Dataset excerpts
···

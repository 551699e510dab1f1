use {
    rand::RngCore,
    serde::{
        Deserialize, Serialize, Serializer,
        de::{self, Deserializer},
        ser::{SerializeMap, SerializeSeq},
    },
    serde_json::{Number, Value},
    serde_with::{DeserializeFromStr, SerializeDisplay},
    snafu::Snafu,
    std::{
        fmt::{self, Formatter},
        num::ParseIntError,
        ops::{BitAnd, BitOr, Not},
        str::FromStr,
    },
};

pub use {
    authorize::Authorize,
    configure::ConfigureResult,
    difficulty::Difficulty,
    error::{JsonRpcError, StratumError},
    extranonce::Extranonce,
    job_id::JobId,
    message::{Id, Message},
    notify::Notify,
    set_difficulty::SetDifficulty,
    submit::Submit,
    subscribe::SubscribeResult,
    version::Version,
};

mod authorize;
mod configure;
mod difficulty;
mod error;
mod extranonce;
mod job_id;
mod message;
mod notify;
mod set_difficulty;
mod submit;
mod subscribe;
mod version;

/// Version rolling mask advertised in response to `mining.configure` and
/// `mining.multi_version`.
pub const VERSION_ROLLING_MASK: Version = Version(0x1fffe000);

#[cfg(test)]
use {pretty_assertions::assert_eq as pretty_assert_eq, serde_json::json};
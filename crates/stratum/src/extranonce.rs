use super::*;

#[derive(Clone, Debug, PartialEq, Eq, Hash, DeserializeFromStr, SerializeDisplay)]
pub struct Extranonce(Vec<u8>);

impl Extranonce {
    pub fn generate(size: usize) -> Self {
        let mut v = vec![0u8; size];
        rand::rng().fill_bytes(&mut v);
        Self(v)
    }

    pub fn len(&self) -> usize {
        self.0.len()
    }

    pub fn is_empty(&self) -> bool {
        self.0.is_empty()
    }

    pub fn as_bytes(&self) -> &[u8] {
        &self.0
    }

    pub fn to_hex(&self) -> String {
        hex::encode(&self.0)
    }
}

impl From<Vec<u8>> for Extranonce {
    fn from(bytes: Vec<u8>) -> Self {
        Self(bytes)
    }
}

impl fmt::Display for Extranonce {
    fn fmt(&self, f: &mut Formatter<'_>) -> fmt::Result {
        f.write_str(&self.to_hex())
    }
}

impl FromStr for Extranonce {
    type Err = hex::FromHexError;

    fn from_str(s: &str) -> Result<Self, Self::Err> {
        Ok(Self(hex::decode(s)?))
    }
}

···

The range runs from the line with "rand::rng().fill_bytes(&mut v);" to the last line of the entries above, both included. Restate it word for word.

        rand::rng().fill_bytes(&mut v);
        Self(v)
    }

    pub fn len(&self) -> usize {
        self.0.len()
    }

    pub fn is_empty(&self) -> bool {
        self.0.is_empty()
    }

    pub fn as_bytes(&self) -> &[u8] {
        &self.0
    }

    pub fn to_hex(&self) -> String {
        hex::encode(&self.0)
    }
}

impl From<Vec<u8>> for Extranonce {
    fn from(bytes: Vec<u8>) -> Self {
        Self(bytes)
    }
}

impl fmt::Display for Extranonce {
    fn fmt(&self, f: &mut Formatter<'_>) -> fmt::Result {
        f.write_str(&self.to_hex())
    }
}

impl FromStr for Extranonce {
    type Err = hex::FromHexError;

    fn from_str(s: &str) -> Result<Self, Self::Err> {
        Ok(Self(hex::decode(s)?))
    }
}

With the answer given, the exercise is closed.